TASK REQUIREMENTS
Using the listing, copy each whole line that features "derive".

MATERIAL FOR THIS EXERCISE
========================================

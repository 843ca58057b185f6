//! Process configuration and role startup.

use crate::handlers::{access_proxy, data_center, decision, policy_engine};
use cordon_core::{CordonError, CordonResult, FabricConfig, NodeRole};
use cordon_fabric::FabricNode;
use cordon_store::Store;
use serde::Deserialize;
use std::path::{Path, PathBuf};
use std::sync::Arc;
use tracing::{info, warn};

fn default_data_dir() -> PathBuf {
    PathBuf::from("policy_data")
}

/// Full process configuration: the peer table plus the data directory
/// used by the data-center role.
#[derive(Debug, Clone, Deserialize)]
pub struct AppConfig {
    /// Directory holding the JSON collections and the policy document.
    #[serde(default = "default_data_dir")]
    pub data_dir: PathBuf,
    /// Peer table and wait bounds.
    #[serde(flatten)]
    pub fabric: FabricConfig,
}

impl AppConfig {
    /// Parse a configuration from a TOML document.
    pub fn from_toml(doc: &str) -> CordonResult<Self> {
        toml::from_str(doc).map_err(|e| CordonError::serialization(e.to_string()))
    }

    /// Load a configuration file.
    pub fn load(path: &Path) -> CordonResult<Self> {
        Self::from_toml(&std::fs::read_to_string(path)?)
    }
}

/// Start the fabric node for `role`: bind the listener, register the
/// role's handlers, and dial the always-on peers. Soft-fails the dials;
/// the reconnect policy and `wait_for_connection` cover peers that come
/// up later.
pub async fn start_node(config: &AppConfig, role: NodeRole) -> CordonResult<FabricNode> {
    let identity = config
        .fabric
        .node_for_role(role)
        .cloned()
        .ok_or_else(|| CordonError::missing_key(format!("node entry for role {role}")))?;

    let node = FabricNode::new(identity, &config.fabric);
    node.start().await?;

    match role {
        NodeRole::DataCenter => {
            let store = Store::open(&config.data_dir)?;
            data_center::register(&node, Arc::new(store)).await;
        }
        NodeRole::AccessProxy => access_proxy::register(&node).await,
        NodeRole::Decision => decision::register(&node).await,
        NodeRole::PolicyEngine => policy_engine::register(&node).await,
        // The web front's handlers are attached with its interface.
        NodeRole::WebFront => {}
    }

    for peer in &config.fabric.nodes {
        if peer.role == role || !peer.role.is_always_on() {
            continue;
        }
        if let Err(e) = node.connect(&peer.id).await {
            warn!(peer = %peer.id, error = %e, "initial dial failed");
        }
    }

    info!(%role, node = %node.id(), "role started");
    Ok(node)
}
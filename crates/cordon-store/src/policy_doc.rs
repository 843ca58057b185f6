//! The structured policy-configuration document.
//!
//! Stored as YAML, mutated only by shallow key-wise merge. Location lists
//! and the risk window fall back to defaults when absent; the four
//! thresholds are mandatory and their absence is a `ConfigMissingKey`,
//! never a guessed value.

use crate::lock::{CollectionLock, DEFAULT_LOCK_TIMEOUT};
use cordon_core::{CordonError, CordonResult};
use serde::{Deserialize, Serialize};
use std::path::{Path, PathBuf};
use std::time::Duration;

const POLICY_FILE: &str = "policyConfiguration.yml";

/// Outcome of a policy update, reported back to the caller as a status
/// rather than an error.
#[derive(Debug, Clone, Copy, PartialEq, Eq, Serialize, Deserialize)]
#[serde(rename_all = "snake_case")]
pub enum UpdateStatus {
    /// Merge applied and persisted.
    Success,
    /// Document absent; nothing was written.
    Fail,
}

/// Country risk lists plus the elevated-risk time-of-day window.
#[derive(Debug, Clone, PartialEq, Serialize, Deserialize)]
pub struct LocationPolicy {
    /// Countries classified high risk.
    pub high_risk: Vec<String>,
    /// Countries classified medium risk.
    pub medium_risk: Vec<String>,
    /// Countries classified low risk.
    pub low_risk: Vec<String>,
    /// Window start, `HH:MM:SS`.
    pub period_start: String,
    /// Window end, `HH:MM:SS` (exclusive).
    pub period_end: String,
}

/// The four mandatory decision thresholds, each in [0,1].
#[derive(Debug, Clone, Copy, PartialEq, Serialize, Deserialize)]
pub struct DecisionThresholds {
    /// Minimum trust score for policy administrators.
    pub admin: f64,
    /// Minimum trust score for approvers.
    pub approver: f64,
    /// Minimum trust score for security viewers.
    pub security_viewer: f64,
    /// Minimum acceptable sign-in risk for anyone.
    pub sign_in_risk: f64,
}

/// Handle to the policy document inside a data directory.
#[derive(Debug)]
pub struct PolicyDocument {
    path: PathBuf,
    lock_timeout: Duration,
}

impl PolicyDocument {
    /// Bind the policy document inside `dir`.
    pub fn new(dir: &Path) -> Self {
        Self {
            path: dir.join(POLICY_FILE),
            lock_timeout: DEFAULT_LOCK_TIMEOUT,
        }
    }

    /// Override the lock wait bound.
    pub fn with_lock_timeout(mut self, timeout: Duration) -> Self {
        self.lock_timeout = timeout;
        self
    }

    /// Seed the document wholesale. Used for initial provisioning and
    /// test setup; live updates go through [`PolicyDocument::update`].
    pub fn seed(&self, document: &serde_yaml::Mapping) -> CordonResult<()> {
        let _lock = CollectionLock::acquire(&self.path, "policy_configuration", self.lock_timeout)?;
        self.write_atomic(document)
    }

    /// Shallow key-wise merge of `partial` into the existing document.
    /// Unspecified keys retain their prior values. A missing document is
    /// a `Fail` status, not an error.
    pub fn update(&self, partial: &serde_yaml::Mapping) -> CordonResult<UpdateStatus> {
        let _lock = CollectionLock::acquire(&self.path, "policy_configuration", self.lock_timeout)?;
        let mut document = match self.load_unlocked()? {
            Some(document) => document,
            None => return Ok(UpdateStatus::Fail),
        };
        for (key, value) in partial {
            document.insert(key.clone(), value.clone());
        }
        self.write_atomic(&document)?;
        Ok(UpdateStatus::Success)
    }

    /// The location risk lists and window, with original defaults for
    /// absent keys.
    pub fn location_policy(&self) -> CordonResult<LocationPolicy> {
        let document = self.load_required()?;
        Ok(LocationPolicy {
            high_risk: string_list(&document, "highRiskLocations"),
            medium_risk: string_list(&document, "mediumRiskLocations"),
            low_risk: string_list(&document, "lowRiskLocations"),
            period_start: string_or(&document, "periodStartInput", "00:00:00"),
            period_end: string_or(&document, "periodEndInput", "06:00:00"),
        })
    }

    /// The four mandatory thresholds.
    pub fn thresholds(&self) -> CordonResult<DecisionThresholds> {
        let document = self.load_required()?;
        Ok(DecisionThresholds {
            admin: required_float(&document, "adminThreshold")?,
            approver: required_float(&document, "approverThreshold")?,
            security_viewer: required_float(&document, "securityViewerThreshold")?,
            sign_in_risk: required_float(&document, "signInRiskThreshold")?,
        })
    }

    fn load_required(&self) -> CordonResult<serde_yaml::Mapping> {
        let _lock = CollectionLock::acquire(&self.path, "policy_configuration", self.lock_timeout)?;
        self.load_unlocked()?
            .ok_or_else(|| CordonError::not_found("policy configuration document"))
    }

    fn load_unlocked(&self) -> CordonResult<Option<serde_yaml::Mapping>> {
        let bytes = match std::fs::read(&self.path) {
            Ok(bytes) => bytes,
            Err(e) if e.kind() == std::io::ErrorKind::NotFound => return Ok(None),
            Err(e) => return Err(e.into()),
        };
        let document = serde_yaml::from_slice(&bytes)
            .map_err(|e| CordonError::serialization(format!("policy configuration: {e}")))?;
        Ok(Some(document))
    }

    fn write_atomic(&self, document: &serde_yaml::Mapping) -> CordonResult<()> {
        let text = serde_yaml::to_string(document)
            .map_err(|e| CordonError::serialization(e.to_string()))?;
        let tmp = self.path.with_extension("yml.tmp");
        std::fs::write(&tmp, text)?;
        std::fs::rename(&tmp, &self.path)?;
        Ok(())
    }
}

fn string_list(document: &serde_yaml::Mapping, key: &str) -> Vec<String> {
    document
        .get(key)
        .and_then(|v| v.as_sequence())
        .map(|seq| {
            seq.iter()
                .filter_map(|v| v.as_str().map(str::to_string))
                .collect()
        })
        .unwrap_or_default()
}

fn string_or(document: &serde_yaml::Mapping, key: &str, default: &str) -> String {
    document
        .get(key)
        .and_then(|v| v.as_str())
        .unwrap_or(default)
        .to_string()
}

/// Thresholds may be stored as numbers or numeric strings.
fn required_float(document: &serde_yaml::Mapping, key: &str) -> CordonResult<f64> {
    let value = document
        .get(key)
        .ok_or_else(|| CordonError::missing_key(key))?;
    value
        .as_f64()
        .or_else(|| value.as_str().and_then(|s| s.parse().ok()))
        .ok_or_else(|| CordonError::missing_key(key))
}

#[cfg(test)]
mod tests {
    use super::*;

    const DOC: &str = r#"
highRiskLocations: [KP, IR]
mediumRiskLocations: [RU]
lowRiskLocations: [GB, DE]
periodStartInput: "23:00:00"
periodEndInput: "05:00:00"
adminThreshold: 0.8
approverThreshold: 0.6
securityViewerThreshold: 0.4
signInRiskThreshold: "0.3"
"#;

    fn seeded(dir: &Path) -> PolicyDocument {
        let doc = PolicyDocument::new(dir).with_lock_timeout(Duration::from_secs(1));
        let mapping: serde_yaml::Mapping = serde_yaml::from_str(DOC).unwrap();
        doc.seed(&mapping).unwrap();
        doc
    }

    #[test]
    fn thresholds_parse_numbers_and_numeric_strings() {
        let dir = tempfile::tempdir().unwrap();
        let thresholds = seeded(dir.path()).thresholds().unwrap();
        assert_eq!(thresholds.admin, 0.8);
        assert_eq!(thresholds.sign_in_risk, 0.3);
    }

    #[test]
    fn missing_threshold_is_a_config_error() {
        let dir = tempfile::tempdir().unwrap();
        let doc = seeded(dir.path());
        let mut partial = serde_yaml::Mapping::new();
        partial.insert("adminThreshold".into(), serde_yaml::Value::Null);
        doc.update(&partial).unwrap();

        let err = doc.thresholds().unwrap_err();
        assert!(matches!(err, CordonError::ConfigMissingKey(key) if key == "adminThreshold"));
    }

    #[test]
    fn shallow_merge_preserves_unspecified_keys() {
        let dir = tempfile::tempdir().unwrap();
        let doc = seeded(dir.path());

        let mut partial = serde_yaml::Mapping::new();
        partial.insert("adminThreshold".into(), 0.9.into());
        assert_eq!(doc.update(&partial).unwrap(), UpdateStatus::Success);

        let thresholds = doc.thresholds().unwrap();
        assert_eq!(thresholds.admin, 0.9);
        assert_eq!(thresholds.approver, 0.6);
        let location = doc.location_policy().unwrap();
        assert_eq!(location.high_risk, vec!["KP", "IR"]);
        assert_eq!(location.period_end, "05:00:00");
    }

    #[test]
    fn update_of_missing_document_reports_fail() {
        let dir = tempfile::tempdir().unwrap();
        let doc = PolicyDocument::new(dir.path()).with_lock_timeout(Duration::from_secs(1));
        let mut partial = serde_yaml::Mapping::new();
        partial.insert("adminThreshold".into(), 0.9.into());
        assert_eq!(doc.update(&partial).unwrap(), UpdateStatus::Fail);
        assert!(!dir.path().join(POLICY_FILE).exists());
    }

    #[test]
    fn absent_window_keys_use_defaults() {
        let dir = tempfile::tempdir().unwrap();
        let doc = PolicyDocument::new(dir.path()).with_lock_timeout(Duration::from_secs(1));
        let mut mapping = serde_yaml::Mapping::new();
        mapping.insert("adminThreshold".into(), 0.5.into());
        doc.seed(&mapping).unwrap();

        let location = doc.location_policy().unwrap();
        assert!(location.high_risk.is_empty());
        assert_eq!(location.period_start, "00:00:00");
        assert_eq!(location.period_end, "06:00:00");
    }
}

========================================

THE COMPLETED TASK
#[derive(Debug, Clone, Deserialize)]
#[derive(Debug, Clone, Copy, PartialEq, Eq, Serialize, Deserialize)]
#[derive(Debug, Clone, PartialEq, Serialize, Deserialize)]
#[derive(Debug, Clone, Copy, PartialEq, Serialize, Deserialize)]
#[derive(Debug)]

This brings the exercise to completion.